US teen idol David Cassidy, best known as Keith Partridge on the hit 1970s series The Partridge Family, has died at the age of 67 from organ failure
Cassidy had been hospitalised in Florida for several days, after experiencing failure of the kidney and liver.
His death was confirmed by publicist JoAnn Geffen, who shared a statement from his family.
“It is with great sadness that we announce the passing of our father, our uncle, and our dear brother, David Cassidy.
“David died surrounded by those he loved, with joy in his heart and free from the pain that had gripped him for so long. Thank you for the abundance and support you have shown him these many years.”
Cassidy starred in the 1970s sitcom The Partridge Family, in which he played the eldest of five siblings in a band.
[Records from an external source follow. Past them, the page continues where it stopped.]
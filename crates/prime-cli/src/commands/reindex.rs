use std::path::Path;

use anyhow::{Context, Result};
use prime_query::MemoryStore;

use super::open_layout;

pub fn run(workspace: Option<&Path>) -> Result<()> {
    let layout = open_layout(workspace)?;
    let memory = MemoryStore::open(&layout).context("Failed to open memory")?;

    eprintln!("Rebuilding memory index...");
    let count = memory.reindex().context("Failed to rebuild the memory index")?;
    eprintln!("Indexed {count} note(s).");

    Ok(())
}
use std::collections::BTreeMap;
use std::path::PathBuf;
use std::sync::Arc;

use async_trait::async_trait;
use prime_exec::{ShellExecutor, ShellRequest, StreamSink};
use tracing::debug;

use super::LlmBackend;
use crate::error::AgentError;

/// Runs a configured shell command per request: the prompt goes to its
/// stdin and everything it prints is the reply. `PRIME_MODEL` carries the
/// model name.
pub struct CommandBackend {
    command: String,
    model: String,
    shell: String,
    cwd: PathBuf,
    env: BTreeMap<String, String>,
    executor: Arc<dyn ShellExecutor>,
}

impl CommandBackend {
    pub fn new(
        command: impl Into<String>,
        model: impl Into<String>,
        executor: Arc<dyn ShellExecutor>,
    ) -> Self {
        Self {
            command: command.into(),
            model: model.into(),
            shell: "sh".into(),
            cwd: PathBuf::from("."),
            env: BTreeMap::new(),
            executor,
        }
    }

    pub fn with_shell(mut self, shell: impl Into<String>) -> Self {
        self.shell = shell.into();
        self
    }

    pub fn with_cwd(mut self, cwd: impl Into<PathBuf>) -> Self {
        self.cwd = cwd.into();
        self
    }

    pub fn with_env(mut self, env: BTreeMap<String, String>) -> Self {
        self.env = env;
        self
    }
}

#[async_trait]
impl LlmBackend for CommandBackend {
    fn name(&self) -> &str {
        "command"
    }

    fn model(&self) -> &str {
        &self.model
    }

    async fn complete(&self, prompt: &str) -> Result<String, AgentError> {
        let mut env = self.env.clone();
        env.insert("PRIME_MODEL".into(), self.model.clone());
        let request = ShellRequest::new(&self.shell, &self.cwd)
            .arg("-c")
            .arg(&self.command)
            .env(&env)
            .stdin(prompt);

        let output = self
            .executor
            .execute(request, &StreamSink::detached())
            .await
            .map_err(|e| AgentError::Backend(e.to_string()))?;
        debug!(
            command = %self.command,
            exit_code = ?output.exit_code,
            bytes = output.output.len(),
            "Backend command finished"
        );
        if !output.success() {
            let text = output.text();
            let lines: Vec<&str> = text.lines().collect();
            let tail = lines[lines.len().saturating_sub(5)..].join("\n");
            return Err(AgentError::Backend(match output.exit_code {
                Some(code) => format!("`{}` exited with code {code}: {tail}", self.command),
                None => format!("`{}` was killed by a signal", self.command),
            }));
        }
        Ok(output.text())
    }
}

#[cfg(test)]
mod tests {
    use super::*;
    use prime_exec::ProcessExecutor;

    fn backend(command: &str) -> CommandBackend {
        let path = std::env::var("PATH").unwrap_or_default();
        CommandBackend::new(command, "echo-model", Arc::new(ProcessExecutor))
            .with_env(BTreeMap::from([("PATH".to_string(), path)]))
    }

    #[tokio::test]
    async fn test_prompt_goes_to_stdin() {
        let reply = backend("tr a-z A-Z").complete("read the readme").await.unwrap();
        assert_eq!(reply, "READ THE README");
    }

    #[tokio::test]
    async fn test_model_is_exported() {
        let reply = backend("printf %s \"$PRIME_MODEL\"").complete("").await.unwrap();
        assert_eq!(reply, "echo-model");
    }

    #[tokio::test]
    async fn test_failing_command_is_unreachable() {
        let err = backend("echo down; exit 7").complete("hi").await.unwrap_err();
        match err {
            AgentError::Backend(message) => {
                assert!(message.contains("code 7"), "{message}");
                assert!(message.contains("down"), "{message}");
            }
            other => panic!("unexpected {other:?}"),
        }
    }
}
//! Prompt assembly: instructions, the handler palette, memory, the
//! environment snapshot, recent turns and the new message.
//!
//! None of this is persisted; the run log only keeps the user message and
//! the reply.

use std::fmt::Write as _;
use std::fs;
use std::path::Path;

use prime_core::model::{EnvSnapshot, Mode, ModeConstraints, StepKind, Verbosity};
use prime_core::runlog::{list_runs, RunDir};
use prime_core::CoreError;
use prime_exec::HandlerKind;

/// Per-step cap on history text, in characters.
const HISTORY_STEP_CHARS: usize = 2000;

/// One earlier turn as the model saw and answered it.
#[derive(Debug, Clone, PartialEq)]
pub struct HistoryTurn {
    pub run: String,
    pub user: String,
    pub plan: String,
    pub results: Vec<String>,
}

pub struct PromptContext<'a> {
    pub mode: Mode,
    pub constraints: ModeConstraints,
    pub palette: &'a [HandlerKind],
    pub memory: &'a str,
    pub env: &'a EnvSnapshot,
    pub history: &'a [HistoryTurn],
    pub message: &'a str,
}

/// The last `limit` turns, oldest first, read back from their run
/// directories.
pub fn recent_history(runs_dir: &Path, limit: usize) -> Result<Vec<HistoryTurn>, CoreError> {
    let mut turns = Vec::new();
    for summary in list_runs(runs_dir)?.into_iter().take(limit) {
        let run = RunDir::open(&summary.path)?;
        let mut turn = HistoryTurn {
            run: summary.name,
            user: String::new(),
            plan: String::new(),
            results: Vec::new(),
        };
        for (_, kind, path) in run.steps()? {
            match kind {
                StepKind::User => turn.user = read_clipped(&path)?,
                StepKind::Plan => turn.plan = read_clipped(&path)?,
                StepKind::Result(_) => turn.results.push(read_clipped(&path)?),
                _ => {}
            }
        }
        turns.push(turn);
    }
    turns.reverse();
    Ok(turns)
}

fn read_clipped(path: &Path) -> Result<String, CoreError> {
    let text = fs::read_to_string(path)?;
    if text.chars().count() <= HISTORY_STEP_CHARS {
        return Ok(text);
    }
    let mut clipped: String = text.chars().take(HISTORY_STEP_CHARS).collect();
    clipped.push_str("\n[...]\n");
    Ok(clipped)
}

fn verbosity_rule(verbosity: Verbosity) -> &'static str {
    match verbosity {
        Verbosity::Minimal => "Keep prose to a single short sentence; let the fences speak.",
        Verbosity::Concise => "Keep prose short: a line of intent before the fences.",
        Verbosity::Standard => "Explain your plan briefly before the fences.",
        Verbosity::Expansive => "Explain your reasoning and plan as fully as is useful.",
    }
}

pub fn build_prompt(ctx: &PromptContext<'_>) -> String {
    let c = &ctx.constraints;
    let mut out = String::from(
        "# Prime System Instructions\n\n\
         You act on this workspace only through UCM action fences. Each fence is one action:\n\
         an opening line ```<verb>#<id> key=\"value\" ..., an optional body, and a closing ```.\n\
         Verbs: get (read), run (execute), set (write). Ids must be unique within your reply.\n\
         Every action gets a result fence back; do not write result fences yourself.\n\n",
    );

    out.push_str("## Available Handlers\n");
    for kind in ctx.palette.iter().take(c.palette_cap) {
        let _ = writeln!(out, "- {}", kind.usage());
    }

    let _ = write!(
        out,
        "\n## Discipline ({})\n\
         - At most {} action(s) per reply; extra actions are rejected.\n\
         - {}\n\
         - Destructive commands are blocked.\n\n",
        ctx.mode,
        c.max_actions,
        verbosity_rule(c.verbosity),
    );

    out.push_str("## Memory\n");
    if ctx.memory.trim().is_empty() {
        out.push_str("(empty)\n");
    } else {
        out.push_str(ctx.memory.trim_end());
        out.push('\n');
    }

    let _ = write!(out, "\n## Environment\n{}\n", ctx.env.summary());

    if !ctx.history.is_empty() {
        out.push_str("\n## Recent Conversation History\n");
        for turn in ctx.history {
            let _ = write!(
                out,
                "### User\n{}\n### Prime\n{}\n",
                turn.user.trim_end(),
                turn.plan.trim_end()
            );
            for result in &turn.results {
                out.push_str(result.trim_end());
                out.push('\n');
            }
        }
    }

    let _ = write!(
        out,
        "\n## Current User Request\n{}\n\n# Prime Response:\n",
        ctx.message.trim_end()
    );
    out
}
The mother Shirley Partridge was played by Cassidy’s stepmother in real life, Shirley Jones, and the show was such a hit that the Partridge Family released eight studio albums – with Cassidy, who was initially chosen for his looks rather than his voice, taking the lead in the recordings with his step-mother. They were the only two cast members who sang on the records.
“Cassidymania” soon followed, with hordes of young fans screaming his name and buying countless items – lunchboxes, pillowcases, bubblegum – adorned with Cassidy’s image. At its peak, Cassidymania became deadly: at a concert in London in 1974, hundreds of fans were involved in a crush, with 30 taken to hospital and one 14-year-old girl, Bernadette Whelan, dying from a cardiac arrest four days later.
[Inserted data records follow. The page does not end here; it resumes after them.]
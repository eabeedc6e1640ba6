use thiserror::Error;

#[derive(Error, Debug)]
pub enum CoreError {
    #[error("Not found: {0}")]
    NotFound(String),

    #[error("Invalid JSON: {0}")]
    Json(#[from] serde_json::Error),

    #[error("Prime is not initialized here (run `prime init`)")]
    NotInitialized,

    #[error("Config error: {0}")]
    Config(String),

    #[error("IO error: {0}")]
    Io(#[from] std::io::Error),

    #[error("Parse error at line {line}: {message}")]
    Parse { line: usize, message: String },

    #[error("Invalid ID: {0}")]
    InvalidId(String),

    #[error("Cache error: {0}")]
    Cache(String),

    #[error("Run log error: {0}")]
    RunLog(String),
}
use std::path::Path;

use anyhow::{Context, Result};
use clap::Args;

use super::{build_agent, open_layout, runtime, BackendArgs};
use crate::output::format::format_turn;
use crate::output::OutputFormat;

#[derive(Args)]
pub struct TurnArgs {
    /// The user message
    pub message: String,

    #[command(flatten)]
    pub backend: BackendArgs,
}

pub fn run(args: &TurnArgs, workspace: Option<&Path>, format: OutputFormat) -> Result<()> {
    let layout = open_layout(workspace)?;
    let agent = build_agent(&layout, &args.backend)?;

    let rt = runtime()?;
    let outcome = rt
        .block_on(agent.turn(&args.message))
        .context("Turn failed")?;

    println!("{}", format_turn(&outcome, format));
    Ok(())
}
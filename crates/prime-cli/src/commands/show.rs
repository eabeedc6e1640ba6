use std::fs;
use std::path::Path;

use anyhow::{Context, Result};
use clap::Args;
use prime_core::runlog::RunDir;

use super::open_layout;
use crate::output::format::{format_run_steps, format_step};
use crate::output::OutputFormat;

#[derive(Args)]
pub struct ShowArgs {
    /// Run name (under .prime/runs) or path to a run directory
    pub run: String,

    /// Print the contents of this step instead of the step list
    #[arg(long)]
    pub step: Option<u32>,
}

pub fn run(args: &ShowArgs, workspace: Option<&Path>, format: OutputFormat) -> Result<()> {
    let layout = open_layout(workspace)?;
    let run = RunDir::find(&layout.runs_dir(), &args.run)
        .with_context(|| format!("Failed to find run '{}'", args.run))?;
    let steps = run.steps().context("Failed to list run steps")?;

    let output = match args.step {
        Some(index) => {
            let (_, kind, path) = steps
                .iter()
                .find(|(i, _, _)| *i == index)
                .with_context(|| format!("Run '{}' has no step {index}", run.name()))?;
            let bytes = fs::read(path)
                .with_context(|| format!("Failed to read {}", path.display()))?;
            format_step(index, kind, &String::from_utf8_lossy(&bytes), format)
        }
        None => {
            let env = run.env().context("Failed to read the run's env.json")?;
            format_run_steps(&run.name(), &env, &steps, format)
        }
    };

    println!("{output}");
    Ok(())
}
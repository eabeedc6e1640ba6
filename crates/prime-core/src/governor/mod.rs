//! Capability profiling and the load governor.

pub mod clg;
pub mod guardrail;
pub mod profiler;

pub use clg::{GovernorState, Transition, TurnRecord, TurnSignal};
pub use guardrail::{turn_signal, DefaultPolicy, GuardrailPolicy, Severity, Violation, ViolationKind};
pub use profiler::{brilliance, CapabilityRecord, Probe, MIDLINE};
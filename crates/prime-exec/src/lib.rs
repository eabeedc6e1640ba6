//! Execution side of Prime: the shell/process collaborator, the typed
//! handler registry and verb handlers, guardrails, the serial dispatcher
//! and the replay driver.

pub mod dispatcher;
pub mod error;
pub mod guardrail;
pub mod handlers;
pub mod keys;
pub mod process;
pub mod registry;
pub mod replay;

#[cfg(test)]
mod testing;

pub use dispatcher::{Dispatcher, TurnReport};
pub use error::ExecError;
pub use guardrail::Guardrails;
pub use handlers::HandlerContext;
pub use process::{ProcessExecutor, ShellExecutor, ShellOutput, ShellRequest, StreamSink};
pub use registry::{HandlerKind, HandlerRegistry, RegistryFile, Resolution};
pub use replay::{ReplayReport, Replayer};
The same year, Cassidy quit the show and touring its music to focus on a solo career. He released a handful of subsequent albums through the 1970s, 1980s and 1990s, and in 2001 returned to the top five of the UK album charts for the first time since 1974, with his record Then And Now. In the intervening years he continued touring, while juggling a career in television, film and musical theatre.
In February 2017, after falling down during a concert, Cassidy revealed that he was living with non-Alzheimer’s dementia – the same condition his mother Evelyn Ward had suffered from, and the prevention of which he had campaigned for after her death.
On 18 November, it was announced that Cassidy had been hospitalised with organ failure in Fort Lauderdale, Florida, and was in a medically induced coma awaiting a liver transplant.
He is survived by his children, Beau and Katie; his stepmother Shirley Jones, and his half-brothers Shaun, Ryan and Patrick.